[Opening Data extract section]

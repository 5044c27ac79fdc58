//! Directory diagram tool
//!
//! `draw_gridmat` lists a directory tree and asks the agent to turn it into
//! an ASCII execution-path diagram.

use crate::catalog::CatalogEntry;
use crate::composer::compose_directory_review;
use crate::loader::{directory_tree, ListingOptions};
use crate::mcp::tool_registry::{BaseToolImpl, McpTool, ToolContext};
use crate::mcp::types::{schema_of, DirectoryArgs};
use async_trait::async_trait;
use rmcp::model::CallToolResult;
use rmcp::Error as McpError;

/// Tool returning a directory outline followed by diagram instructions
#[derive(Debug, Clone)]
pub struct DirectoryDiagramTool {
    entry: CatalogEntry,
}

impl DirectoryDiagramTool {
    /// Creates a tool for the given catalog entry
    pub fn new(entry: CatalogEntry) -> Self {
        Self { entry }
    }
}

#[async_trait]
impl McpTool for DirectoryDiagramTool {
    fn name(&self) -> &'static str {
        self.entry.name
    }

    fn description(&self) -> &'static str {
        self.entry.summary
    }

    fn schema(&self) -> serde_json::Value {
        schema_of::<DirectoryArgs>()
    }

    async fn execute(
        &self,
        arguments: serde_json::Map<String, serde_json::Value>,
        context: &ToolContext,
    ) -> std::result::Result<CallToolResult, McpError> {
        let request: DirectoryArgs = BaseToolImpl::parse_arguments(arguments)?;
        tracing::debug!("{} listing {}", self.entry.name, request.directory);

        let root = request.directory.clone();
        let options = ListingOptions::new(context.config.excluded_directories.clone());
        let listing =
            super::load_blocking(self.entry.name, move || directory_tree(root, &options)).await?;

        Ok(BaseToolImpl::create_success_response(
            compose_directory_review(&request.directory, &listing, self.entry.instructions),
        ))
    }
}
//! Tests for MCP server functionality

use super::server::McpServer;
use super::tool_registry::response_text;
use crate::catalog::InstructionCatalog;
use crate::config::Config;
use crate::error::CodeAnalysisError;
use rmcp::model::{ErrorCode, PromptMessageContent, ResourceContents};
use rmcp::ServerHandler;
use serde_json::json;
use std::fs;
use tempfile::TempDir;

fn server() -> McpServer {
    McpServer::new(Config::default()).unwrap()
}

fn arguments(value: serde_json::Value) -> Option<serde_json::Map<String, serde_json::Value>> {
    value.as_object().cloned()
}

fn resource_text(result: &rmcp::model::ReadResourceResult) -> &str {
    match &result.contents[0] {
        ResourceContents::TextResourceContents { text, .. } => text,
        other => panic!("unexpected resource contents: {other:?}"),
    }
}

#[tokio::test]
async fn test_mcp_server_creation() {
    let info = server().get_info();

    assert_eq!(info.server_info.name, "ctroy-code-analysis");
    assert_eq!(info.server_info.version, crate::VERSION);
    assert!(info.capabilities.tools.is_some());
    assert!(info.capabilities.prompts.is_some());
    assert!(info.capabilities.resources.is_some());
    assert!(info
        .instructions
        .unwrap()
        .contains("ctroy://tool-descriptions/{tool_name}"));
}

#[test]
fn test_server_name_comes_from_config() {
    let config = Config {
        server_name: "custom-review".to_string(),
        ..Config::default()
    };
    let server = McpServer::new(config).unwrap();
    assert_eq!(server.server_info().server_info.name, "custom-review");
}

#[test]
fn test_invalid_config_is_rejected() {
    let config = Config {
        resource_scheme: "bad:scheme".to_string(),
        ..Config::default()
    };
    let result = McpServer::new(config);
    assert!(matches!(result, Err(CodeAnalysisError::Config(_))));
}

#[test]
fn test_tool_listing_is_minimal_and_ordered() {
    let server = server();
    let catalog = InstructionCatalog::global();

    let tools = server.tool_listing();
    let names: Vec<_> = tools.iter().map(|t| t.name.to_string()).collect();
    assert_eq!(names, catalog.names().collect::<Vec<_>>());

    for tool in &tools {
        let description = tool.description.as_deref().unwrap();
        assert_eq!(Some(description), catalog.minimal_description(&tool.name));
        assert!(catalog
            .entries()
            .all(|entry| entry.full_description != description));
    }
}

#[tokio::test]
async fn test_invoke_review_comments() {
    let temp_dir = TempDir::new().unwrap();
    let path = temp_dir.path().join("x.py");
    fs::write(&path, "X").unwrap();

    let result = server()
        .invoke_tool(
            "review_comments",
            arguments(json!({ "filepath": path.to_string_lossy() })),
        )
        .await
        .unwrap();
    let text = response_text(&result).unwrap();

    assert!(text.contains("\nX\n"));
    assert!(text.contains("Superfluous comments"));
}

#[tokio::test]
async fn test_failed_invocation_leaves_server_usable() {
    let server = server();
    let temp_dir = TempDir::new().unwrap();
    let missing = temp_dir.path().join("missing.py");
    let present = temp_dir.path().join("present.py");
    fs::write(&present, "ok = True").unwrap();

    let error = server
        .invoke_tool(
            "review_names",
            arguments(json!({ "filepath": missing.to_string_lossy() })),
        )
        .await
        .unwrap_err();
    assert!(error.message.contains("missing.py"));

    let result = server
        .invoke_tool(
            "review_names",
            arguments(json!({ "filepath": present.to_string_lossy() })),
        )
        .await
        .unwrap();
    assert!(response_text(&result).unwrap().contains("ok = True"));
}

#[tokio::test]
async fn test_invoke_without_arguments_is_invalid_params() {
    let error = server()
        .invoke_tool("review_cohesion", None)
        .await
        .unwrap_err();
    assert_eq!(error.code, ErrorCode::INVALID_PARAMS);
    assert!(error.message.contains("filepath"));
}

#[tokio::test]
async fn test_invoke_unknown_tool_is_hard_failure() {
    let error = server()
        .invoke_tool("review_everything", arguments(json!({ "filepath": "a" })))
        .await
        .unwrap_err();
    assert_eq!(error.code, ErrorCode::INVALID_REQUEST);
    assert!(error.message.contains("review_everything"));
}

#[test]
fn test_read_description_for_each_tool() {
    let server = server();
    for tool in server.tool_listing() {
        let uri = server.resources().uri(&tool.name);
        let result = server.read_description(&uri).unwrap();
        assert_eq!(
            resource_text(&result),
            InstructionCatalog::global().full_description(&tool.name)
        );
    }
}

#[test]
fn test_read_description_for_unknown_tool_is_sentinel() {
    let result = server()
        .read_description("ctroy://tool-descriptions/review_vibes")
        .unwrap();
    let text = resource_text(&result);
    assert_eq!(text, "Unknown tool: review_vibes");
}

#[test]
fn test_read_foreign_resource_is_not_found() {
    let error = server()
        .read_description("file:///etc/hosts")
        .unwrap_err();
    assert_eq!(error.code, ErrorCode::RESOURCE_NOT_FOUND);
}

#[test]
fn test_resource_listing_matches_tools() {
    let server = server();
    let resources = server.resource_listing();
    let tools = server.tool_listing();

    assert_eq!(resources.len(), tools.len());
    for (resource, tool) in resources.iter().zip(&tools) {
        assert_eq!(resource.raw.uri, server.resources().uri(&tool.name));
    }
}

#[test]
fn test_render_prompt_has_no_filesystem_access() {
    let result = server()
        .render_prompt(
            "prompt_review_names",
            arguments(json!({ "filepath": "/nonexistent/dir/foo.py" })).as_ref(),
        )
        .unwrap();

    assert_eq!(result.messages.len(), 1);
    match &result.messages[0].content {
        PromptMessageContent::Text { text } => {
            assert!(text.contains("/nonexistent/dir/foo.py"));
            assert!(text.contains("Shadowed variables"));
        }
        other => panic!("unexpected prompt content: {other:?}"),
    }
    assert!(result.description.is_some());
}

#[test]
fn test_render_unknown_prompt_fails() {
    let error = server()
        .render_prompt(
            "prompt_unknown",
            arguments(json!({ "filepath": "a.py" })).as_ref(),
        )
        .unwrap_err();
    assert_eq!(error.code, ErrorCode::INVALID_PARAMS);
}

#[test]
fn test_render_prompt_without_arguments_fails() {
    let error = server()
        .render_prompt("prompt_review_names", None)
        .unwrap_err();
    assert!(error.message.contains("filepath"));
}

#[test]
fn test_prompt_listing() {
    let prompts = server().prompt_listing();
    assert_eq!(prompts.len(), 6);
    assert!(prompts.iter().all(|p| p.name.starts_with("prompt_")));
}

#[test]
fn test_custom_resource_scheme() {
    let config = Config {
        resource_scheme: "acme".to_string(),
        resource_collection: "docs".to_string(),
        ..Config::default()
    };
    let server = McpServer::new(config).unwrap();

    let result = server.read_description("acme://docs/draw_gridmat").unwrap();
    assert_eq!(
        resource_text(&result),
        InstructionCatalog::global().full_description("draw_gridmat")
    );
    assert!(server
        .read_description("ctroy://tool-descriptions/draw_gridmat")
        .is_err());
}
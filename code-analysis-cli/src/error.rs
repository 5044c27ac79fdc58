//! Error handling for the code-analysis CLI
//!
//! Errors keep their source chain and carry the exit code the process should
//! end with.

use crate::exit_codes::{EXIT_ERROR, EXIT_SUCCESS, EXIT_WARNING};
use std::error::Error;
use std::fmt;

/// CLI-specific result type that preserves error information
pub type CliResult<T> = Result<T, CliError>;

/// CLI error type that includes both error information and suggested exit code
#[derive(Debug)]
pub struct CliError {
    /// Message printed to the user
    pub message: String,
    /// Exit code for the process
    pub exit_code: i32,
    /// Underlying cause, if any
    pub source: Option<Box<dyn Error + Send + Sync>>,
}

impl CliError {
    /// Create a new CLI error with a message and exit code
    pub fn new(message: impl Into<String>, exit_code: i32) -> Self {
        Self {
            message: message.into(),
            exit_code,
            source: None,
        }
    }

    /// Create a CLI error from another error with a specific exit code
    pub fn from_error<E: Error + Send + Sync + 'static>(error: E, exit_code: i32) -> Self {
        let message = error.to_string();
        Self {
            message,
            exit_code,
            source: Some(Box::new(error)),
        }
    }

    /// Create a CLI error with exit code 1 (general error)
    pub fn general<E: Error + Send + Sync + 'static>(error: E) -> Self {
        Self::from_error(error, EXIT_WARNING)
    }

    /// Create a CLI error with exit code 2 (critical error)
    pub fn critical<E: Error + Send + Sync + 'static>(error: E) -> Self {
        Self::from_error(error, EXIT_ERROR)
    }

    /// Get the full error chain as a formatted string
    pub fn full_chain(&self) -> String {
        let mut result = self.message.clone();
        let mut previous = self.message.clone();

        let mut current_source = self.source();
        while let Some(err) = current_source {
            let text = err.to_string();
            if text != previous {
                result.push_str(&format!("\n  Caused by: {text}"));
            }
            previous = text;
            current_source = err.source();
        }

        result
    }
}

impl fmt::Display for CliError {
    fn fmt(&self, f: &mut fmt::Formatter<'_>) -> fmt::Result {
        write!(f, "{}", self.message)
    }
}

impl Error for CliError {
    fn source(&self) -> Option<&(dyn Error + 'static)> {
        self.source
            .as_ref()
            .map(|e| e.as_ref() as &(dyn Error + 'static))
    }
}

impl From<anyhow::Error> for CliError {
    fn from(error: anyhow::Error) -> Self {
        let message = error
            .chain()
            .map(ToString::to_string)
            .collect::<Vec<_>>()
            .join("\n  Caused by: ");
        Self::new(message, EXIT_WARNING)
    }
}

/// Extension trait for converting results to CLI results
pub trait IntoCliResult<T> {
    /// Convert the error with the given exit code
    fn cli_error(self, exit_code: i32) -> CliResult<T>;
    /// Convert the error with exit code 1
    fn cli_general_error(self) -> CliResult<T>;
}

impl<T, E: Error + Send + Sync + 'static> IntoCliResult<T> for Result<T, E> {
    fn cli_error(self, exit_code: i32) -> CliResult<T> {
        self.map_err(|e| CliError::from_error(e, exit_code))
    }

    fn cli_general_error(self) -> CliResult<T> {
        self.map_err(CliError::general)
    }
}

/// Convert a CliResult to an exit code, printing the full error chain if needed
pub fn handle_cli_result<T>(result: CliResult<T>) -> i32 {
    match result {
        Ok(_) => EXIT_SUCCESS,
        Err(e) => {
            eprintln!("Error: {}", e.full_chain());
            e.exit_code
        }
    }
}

[Closing Data extract section]

Among the records above, a stretch begins at the line containing "use rmcp::Error as McpError;" and ends at the line containing "fn name(&self) ->". Restate that stretch word for word, and nothing else.

• Exercise solution:
use rmcp::Error as McpError;

/// Tool returning a directory outline followed by diagram instructions
#[derive(Debug, Clone)]
pub struct DirectoryDiagramTool {
    entry: CatalogEntry,
}

impl DirectoryDiagramTool {
    /// Creates a tool for the given catalog entry
    pub fn new(entry: CatalogEntry) -> Self {
        Self { entry }
    }
}

#[async_trait]
impl McpTool for DirectoryDiagramTool {
    fn name(&self) -> &'static str {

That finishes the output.